Depuis 1995, " Parcours de femmes " est une association qui travaille avec des détenues ou anciennes détenues essentiellement sur les " prisons " de Sequedin et le centre de détention de Bapaume. La Brique a rencontré Arlette Biard et Karine Kajac. L’une, chargée du suivi d’insertion des femmes, intervient en " milieu fermé ", l’autre est secrétaire générale de l’association.

 

Le nombre de personnes suivies par l’association n’a cessé d’augmenter, passant de 19 en 1996 à 189 en 2006. Au 31 décembre 2006, 652 personnes ont bénéficié des services de l’association. Selon son rapport annuel, cet accroissement résulte de la notoriété de l’association auprès des incarcérées. Le bouche à oreille fonctionne : 63,5 % des femmes prennent connaissance de l’association par le biais d’une co-détenue. Les " bons rapports " avec les Services Pénitentiaires d’Insertion et de Probation (SPIP) jouent également un rôle. Enfin, la politique d’incarcération massive en vigueur depuis quelques années n’y est pas étrangère.

" Parcours de femmes " essaie de comprendre les attentes des détenues pour mieux préparer les sorties. L’association fait également le relai avec d’autres structures qui interviendront à leurs sorties. C’est une nécessité, " comme un plus qu’on peut apporter aux femmes incarcérées, pendant et après leur détention. " Cette association a été créée par une ancienne visiteuse de prison, dans le souci évident de " pallier à un manque". Karine précise que " les visites, c’est important car Arlette représente l’extérieur qui rentre en prison, la société civile. L’important est de maintenir un lien avec l’extérieur."Retour ligne automatique
Avec à sa disposition quatre appartements à bail glissant [1], l’association met en place des projets pour les femmes qui sortent. Le premier projet, " c’est d’avoir un toit en sortant, un hébergement en foyer ou par la famille. " Ce problème, commun aux femmes et aux hommes, touche particulièrement les femmes. " La différence, c’est qu’un homme est moins souvent seul à la sortie ou dans les visites. Quand il y avait encore les femmes à Loos, elles recevaient très peu de visites par rapport aux hommes, notamment de la famille. Elles étaient déjà isolées à l’intérieur avant de l’être à l’extérieur. De plus, la femme passée par la case prison est toujours plus stigmatisée, c’est plus " honteux " (perte d’enfant, cassure avec la famille). C’est moins fréquent chez les hommes. "

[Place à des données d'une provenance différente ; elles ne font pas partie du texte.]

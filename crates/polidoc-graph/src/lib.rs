//! # PoliDoc Graph
//!
//! Read-only query gateway over the Neo4j graph of insurance policy
//! documents.
//!
//! Forms, coverages, paragraphs and map terms are reached through a fixed
//! catalogue of parameterized Cypher statements; each result row is projected
//! into a typed record.

pub mod client;
pub mod error;
pub mod gateway;
pub mod queries;
pub mod store;

pub use client::{GraphClient, GraphConfig};
pub use error::{GraphError, GraphResult};
pub use gateway::{ConnectionStatus, QueryGateway};
pub use queries::{resolve_policy_form, Operation, ParagraphQuery, DEFAULT_POLICY_FORM};
pub use store::{GraphStore, Param, Record, Statement};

L’inégalité inhérente à la prison est redoublée d’une inégalité devant le travail, ainsi " il y a peu de travail chez les femmes, et en plus on reproduit la division sexuelle : pour elles, c’est la blanchisserie, la buanderie et le ménage. Comme c’est le privé qui gère le travail en prison, et que les hommes sont plus nombreux, il est plus rentable de mettre en place des formations - plus qualifiantes qui plus est - chez les hommes. " En outre, la construction de la maison d’arrêt de Sequedin a enlevé aux femmes des formations professionnalisantes, comme le bâtiment et le CAP café -brasserie, qui existaient à Loos. En revanche, comme les hommes, " les femmes sont payées une misère : un tiers du SMIC. " [2]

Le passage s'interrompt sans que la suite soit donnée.